T.S. Eliot (1888–1965). Poems. 1920.

1. Gerontion

  • Thou hast nor youth nor age
  • But as it were an after dinner sleep
  • Dreaming of both.

    HERE I am, an old man in a dry month,

    Being read to by a boy, waiting for rain.

    I was neither at the hot gates

    Nor fought in the warm rain

    Nor knee deep in the salt marsh, heaving a cutlass,

    Bitten by flies, fought.

    My house is a decayed house,

    And the jew squats on the window sill, the owner,

    Spawned in some estaminet of Antwerp,

    Blistered in Brussels, patched and peeled in London.

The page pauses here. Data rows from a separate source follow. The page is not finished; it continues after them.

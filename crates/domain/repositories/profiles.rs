use anyhow::Result;
use async_trait::async_trait;
use chrono::{DateTime, Utc};
use mockall::automock;

use crate::domain::entities::profiles::{InsertProfileEntity, ProfileEntity};
use crate::domain::value_objects::enums::features::Feature;

#[automock]
#[async_trait]
pub trait ProfileRepository: Send + Sync {
    async fn find_by_email(&self, email: &str) -> Result<Option<ProfileEntity>>;

    async fn create(&self, insert_profile_entity: InsertProfileEntity) -> Result<ProfileEntity>;

    /// All profiles, newest first, for the admin listing.
    async fn list_all(&self) -> Result<Vec<ProfileEntity>>;

    /// Atomic `char_count = char_count + by` in a single statement.
    async fn increment_char_count(&self, email: &str, by: i64) -> Result<()>;

    async fn increment_image_count(&self, email: &str, by: i64) -> Result<()>;

    async fn set_payment_pending(&self, email: &str, reference: &str) -> Result<()>;

    /// Marks the payment approved and stamps only the given feature's
    /// premium expiry; the other feature's expiry is untouched.
    async fn approve_feature(
        &self,
        email: &str,
        feature: Feature,
        expires_at: DateTime<Utc>,
    ) -> Result<()>;
}
use std::sync::Arc;

use axum::{
    Json, Router,
    extract::State,
    response::IntoResponse,
    routing::{get, post},
};
use crates::{
    domain::{
        repositories::profiles::ProfileRepository,
        value_objects::enums::features::Feature,
    },
    infra::db::{
        postgres::postgres_connection::PgPoolSquad, repositories::profiles::ProfilePostgres,
    },
};
use serde::Deserialize;

use crate::auth::SessionUser;
use crate::axum_http::error_responses::AppError;
use crate::config::config_model::DotEnvyConfig;
use crate::usecases::payments::PaymentUseCase;

pub fn routes(db_pool: Arc<PgPoolSquad>, config: &DotEnvyConfig) -> Router {
    let profile_repository = ProfilePostgres::new(Arc::clone(&db_pool));
    let payments_usecase = PaymentUseCase::new(
        Arc::new(profile_repository),
        config.payment_account.clone(),
    );

    Router::new()
        .route("/profiles", get(list_profiles))
        .route("/approve", post(approve))
        .with_state(Arc::new(payments_usecase))
}

pub async fn list_profiles<P>(
    State(payments_usecase): State<Arc<PaymentUseCase<P>>>,
    session: SessionUser,
) -> Result<impl IntoResponse, AppError>
where
    P: ProfileRepository + Send + Sync + 'static,
{
    if !session.is_admin() {
        return Err(AppError::Forbidden);
    }

    let profiles = payments_usecase.list_profiles().await?;
    Ok(Json(profiles))
}

#[derive(Debug, Deserialize)]
pub struct ApproveRequest {
    pub email: String,
    pub feature: Feature,
}

pub async fn approve<P>(
    State(payments_usecase): State<Arc<PaymentUseCase<P>>>,
    session: SessionUser,
    Json(body): Json<ApproveRequest>,
) -> Result<impl IntoResponse, AppError>
where
    P: ProfileRepository + Send + Sync + 'static,
{
    if !session.is_admin() {
        return Err(AppError::Forbidden);
    }

    let expires_at = payments_usecase.approve(&body.email, body.feature).await?;
    Ok(Json(serde_json::json!({
        "status": "approved",
        "email": body.email,
        "feature": body.feature,
        "expires_at": expires_at,
    })))
}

    The goat coughs at night in the field overhead;

    Rocks, moss, stonecrop, iron, merds.

    The woman keeps the kitchen, makes tea,

    Sneezes at evening, poking the peevish gutter.

    I an old man,

    A dull head among windy spaces.

    Signs are taken for wonders. “We would see a sign”:

    The word within a word, unable to speak a word,

    Swaddled with darkness. In the juvescence of the year

    Came Christ the tiger

    In depraved May, dogwood and chestnut, flowering judas,

    To be eaten, to be divided, to be drunk

    Among whispers; by Mr. Silvero

    With caressing hands, at Limoges

    Who walked all night in the next room;

    By Hakagawa, bowing among the Titians;

    By Madame de Tornquist, in the dark room

    Shifting the candles; Fraulein von Kulp

    Who turned in the hall, one hand on the door. Vacant shuttles

    Weave the wind. I have no ghosts,

    An old man in a draughty house

    Under a windy knob.

    After such knowledge, what forgiveness? Think now

    History has many cunning passages, contrived corridors

    And issues, deceives with whispering ambitions,

    Guides us by vanities. Think now

    She gives when our attention is distracted

    And what she gives, gives with such supple confusions

    That the giving famishes the craving. Gives too late

    What’s not believed in, or if still believed,

    In memory only, reconsidered passion. Gives too soon

    Into weak hands, what’s thought can be dispensed with

    Till the refusal propagates a fear. Think

    Neither fear nor courage saves us. Unnatural vices

    Are fathered by our heroism. Virtues

    Are forced upon us by our impudent crimes.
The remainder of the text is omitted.